The ALA’s Graphic Novels and Comics Roundtable is rolling out new initiatives geared toward serving and supporting librarians.

➤ Getting together

With live events coming back full steam, the GNCRT’s conventions committee is working on how to rebuild programming and networking at local and national comics fan events, says GRCNT president Robin Brenner, with the goal of giving local groups more tools to participate.

➤ Getting to Annual

The newly established GNCRT Comics Librarian Conference Travel Grant will allow two librarians who may not otherwise have funding to attend this year’s ALA annual meeting, which runs June 22–27 in Chicago. The grant was sponsored in 2023 by Image Comics and its imprint Skybound, but the goal is to turn it into a general donation fund and expand it to cover librarian attendance at many comics-focused events, such as the San Diego Comic-Con, according to GNCRT president-elect Shira Pilarski.

➤ Getting the data

GNCRT members have been tackling the thorny problem of how the Library of Congress uses metadata to categorize comics. Last
year the GNCRT’s Metadata and Cataloging Committee delivered a report calling for, among others things, the term manga to be added to the LoC’s Genre/Form Terms.
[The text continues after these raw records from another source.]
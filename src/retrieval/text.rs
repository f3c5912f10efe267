//! 텍스트 정규화 유틸리티
//!
//! 질의와 지식베이스 양쪽에서 같은 규칙을 쓰도록 토큰화, 소문자화,
//! 발음 구별 기호 제거를 한 곳에 모아둡니다.

use std::collections::HashSet;
use std::sync::OnceLock;

use regex::Regex;

/// 단어 토큰 패턴 (로캘 문자 포함 글자, 숫자, 밑줄)
fn token_regex() -> &'static Regex {
    static TOKEN_RE: OnceLock<Regex> = OnceLock::new();
    TOKEN_RE.get_or_init(|| Regex::new(r"[\p{L}\p{N}_]+").expect("Invalid token regex"))
}

/// 소문자 토큰 목록 (중복 포함, 원본 순서)
pub fn tokenize(text: &str) -> Vec<String> {
    let lower = text.to_lowercase();
    token_regex()
        .find_iter(&lower)
        .map(|m| m.as_str().to_string())
        .collect()
}

/// 질의 용어 추출
///
/// 최소 길이 미만 토큰은 버리고, 처음 등장한 순서를 유지하며 중복을 제거합니다.
/// 순서는 랭킹 동점 처리의 결정성에 영향을 줍니다.
pub fn query_terms(text: &str, min_len: usize) -> Vec<String> {
    let mut seen = HashSet::new();
    tokenize(text)
        .into_iter()
        .filter(|t| t.chars().count() >= min_len)
        .filter(|t| seen.insert(t.clone()))
        .collect()
}

/// 소문자화 후 발음 구별 기호 제거 (Malmö → malmo)
pub fn fold_diacritics(text: &str) -> String {
    let mut out = String::with_capacity(text.len());
    for c in text.chars().flat_map(char::to_lowercase) {
        match c {
            'å' | 'ä' | 'á' | 'à' | 'â' | 'ã' => out.push('a'),
            'ö' | 'ø' | 'ó' | 'ò' | 'ô' | 'õ' => out.push('o'),
            'é' | 'è' | 'ê' | 'ë' => out.push('e'),
            'ü' | 'ú' | 'ù' | 'û' => out.push('u'),
            'í' | 'ì' | 'î' | 'ï' => out.push('i'),
            'ç' => out.push('c'),
            'ñ' => out.push('n'),
            'æ' => out.push_str("ae"),
            'ß' => out.push_str("ss"),
            other => out.push(other),
        }
    }
    out
}

/// 구문 정규화: 발음 기호 제거 + 토큰을 공백 하나로 연결
///
/// "AM-kurs" 와 "am kurs" 가 같은 형태가 됩니다.
pub fn normalize_phrase(text: &str) -> String {
    tokenize(&fold_diacritics(text)).join(" ")
}

/// 정규화된 구문이 정규화된 문장 안에 토큰 경계로 포함되는지 확인
pub fn contains_phrase(haystack: &str, phrase: &str) -> bool {
    if phrase.is_empty() {
        return false;
    }
    format!(" {} ", haystack).contains(&format!(" {} ", phrase))
}

// ============================================================================
// Tests
// ============================================================================

#[cfg(test)]
mod tests {
    use super::*;

    #[test]
    fn test_tokenize() {
        assert_eq!(
            tokenize("Vad kostar AM-kurset i Malmö?"),
            vec!["vad", "kostar", "am", "kurset", "i", "malmö"]
        );
        assert_eq!(tokenize("snake_case 42st"), vec!["snake_case", "42st"]);
    }

    #[test]
    fn test_query_terms_filters_and_dedups() {
        let terms = query_terms("Vad kostar AM-kurset i Malmö? Vad kostar det?", 3);
        assert_eq!(terms, vec!["vad", "kostar", "kurset", "malmö", "det"]);
    }

    #[test]
    fn test_query_terms_counts_chars_not_bytes() {
        // "åå" 는 4바이트지만 2글자
        assert!(query_terms("åå", 3).is_empty());
        assert_eq!(query_terms("öga", 3), vec!["öga"]);
    }

    #[test]
    fn test_fold_diacritics() {
        assert_eq!(fold_diacritics("Malmö"), "malmo");
        assert_eq!(fold_diacritics("Ängelholm"), "angelholm");
        assert_eq!(fold_diacritics("Kävlinge Café"), "kavlinge cafe");
        assert_eq!(fold_diacritics("malmo"), "malmo");
    }

    #[test]
    fn test_normalize_phrase() {
        assert_eq!(normalize_phrase("AM-kurs"), "am kurs");
        assert_eq!(normalize_phrase("  Intensivvecka   MC "), "intensivvecka mc");
    }

    #[test]
    fn test_contains_phrase_respects_token_boundaries() {
        let q = normalize_phrase("Vad kostar AM-kurset i Malmö?");
        assert!(contains_phrase(&q, "am"));
        assert!(!contains_phrase(&q, "kurs"));
        assert!(!contains_phrase(&normalize_phrase("Vilket program?"), "am"));
        assert!(!contains_phrase(&q, ""));
    }
}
There’s a “lack of consistency and uniformity around the way comics were collected,” says committee member Amie Wright. Better defined meta-
data will make comics more accessible and discoverable.

➤ Going international

The GNRCT is spreading. Australia’s equivalent of the ALA has established its own graphic novel focused organization, ALIA Graphic Novels and Comics.

➤ Going for gold

Establishing a comics award presented by libraries along the lines of the Newbery or the Alex Awards has been a longtime GNCRT goal. As exciting as the prospect is, librarians are characteristically deliberative planners. In 2022, an exploratory committee was launched. Pilarski highlighted that “one of the goals will be to reach out to other awards committees,” in order to determine “the best practices.” GNCRT will also debate what categories of awards to give out, and what titles would qualify. “Self-publishing, Kickstarter, web comics—there is so much to think about,” Pilarski says.